_Data to use_
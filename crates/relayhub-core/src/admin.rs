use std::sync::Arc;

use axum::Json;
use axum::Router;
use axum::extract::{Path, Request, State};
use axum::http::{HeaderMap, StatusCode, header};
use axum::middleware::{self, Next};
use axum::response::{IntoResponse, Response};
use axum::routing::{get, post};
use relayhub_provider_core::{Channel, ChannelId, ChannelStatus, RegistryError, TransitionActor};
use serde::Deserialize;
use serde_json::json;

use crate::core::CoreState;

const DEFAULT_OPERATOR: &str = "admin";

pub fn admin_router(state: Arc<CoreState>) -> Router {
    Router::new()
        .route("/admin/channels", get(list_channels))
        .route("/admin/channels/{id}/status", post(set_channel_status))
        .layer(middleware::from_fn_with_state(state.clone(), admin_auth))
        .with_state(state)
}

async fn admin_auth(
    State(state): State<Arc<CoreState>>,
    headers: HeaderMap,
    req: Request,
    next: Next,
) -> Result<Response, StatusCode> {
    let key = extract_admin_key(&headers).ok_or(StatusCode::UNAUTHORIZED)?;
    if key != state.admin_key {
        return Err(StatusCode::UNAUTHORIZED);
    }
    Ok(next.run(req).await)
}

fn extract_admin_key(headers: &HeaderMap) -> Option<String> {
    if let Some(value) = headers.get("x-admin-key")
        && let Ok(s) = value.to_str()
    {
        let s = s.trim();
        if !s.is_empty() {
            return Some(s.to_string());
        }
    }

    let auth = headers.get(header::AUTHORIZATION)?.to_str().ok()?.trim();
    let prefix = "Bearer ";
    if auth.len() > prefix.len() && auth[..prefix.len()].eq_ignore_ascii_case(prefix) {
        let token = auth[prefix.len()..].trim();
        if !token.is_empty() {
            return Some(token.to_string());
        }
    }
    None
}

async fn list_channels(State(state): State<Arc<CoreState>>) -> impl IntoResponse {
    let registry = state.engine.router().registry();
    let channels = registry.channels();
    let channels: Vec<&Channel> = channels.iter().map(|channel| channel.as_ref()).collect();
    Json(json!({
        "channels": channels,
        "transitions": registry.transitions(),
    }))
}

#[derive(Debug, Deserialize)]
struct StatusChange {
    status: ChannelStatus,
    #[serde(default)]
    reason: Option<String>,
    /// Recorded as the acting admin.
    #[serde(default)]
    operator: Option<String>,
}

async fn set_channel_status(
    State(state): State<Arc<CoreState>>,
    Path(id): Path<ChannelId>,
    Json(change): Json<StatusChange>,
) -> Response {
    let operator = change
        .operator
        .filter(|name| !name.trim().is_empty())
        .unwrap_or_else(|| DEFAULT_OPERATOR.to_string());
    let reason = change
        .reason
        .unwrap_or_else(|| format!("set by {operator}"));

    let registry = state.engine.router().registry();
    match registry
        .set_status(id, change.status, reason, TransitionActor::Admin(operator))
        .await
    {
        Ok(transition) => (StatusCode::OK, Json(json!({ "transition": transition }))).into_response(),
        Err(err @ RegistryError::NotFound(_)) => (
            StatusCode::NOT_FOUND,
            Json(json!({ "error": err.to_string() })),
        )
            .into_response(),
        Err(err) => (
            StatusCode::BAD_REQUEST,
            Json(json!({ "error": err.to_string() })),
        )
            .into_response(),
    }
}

_Exercise prompt_
State the number of lines in the records that include the word "async", and add nothing to it.

_Answer area_
3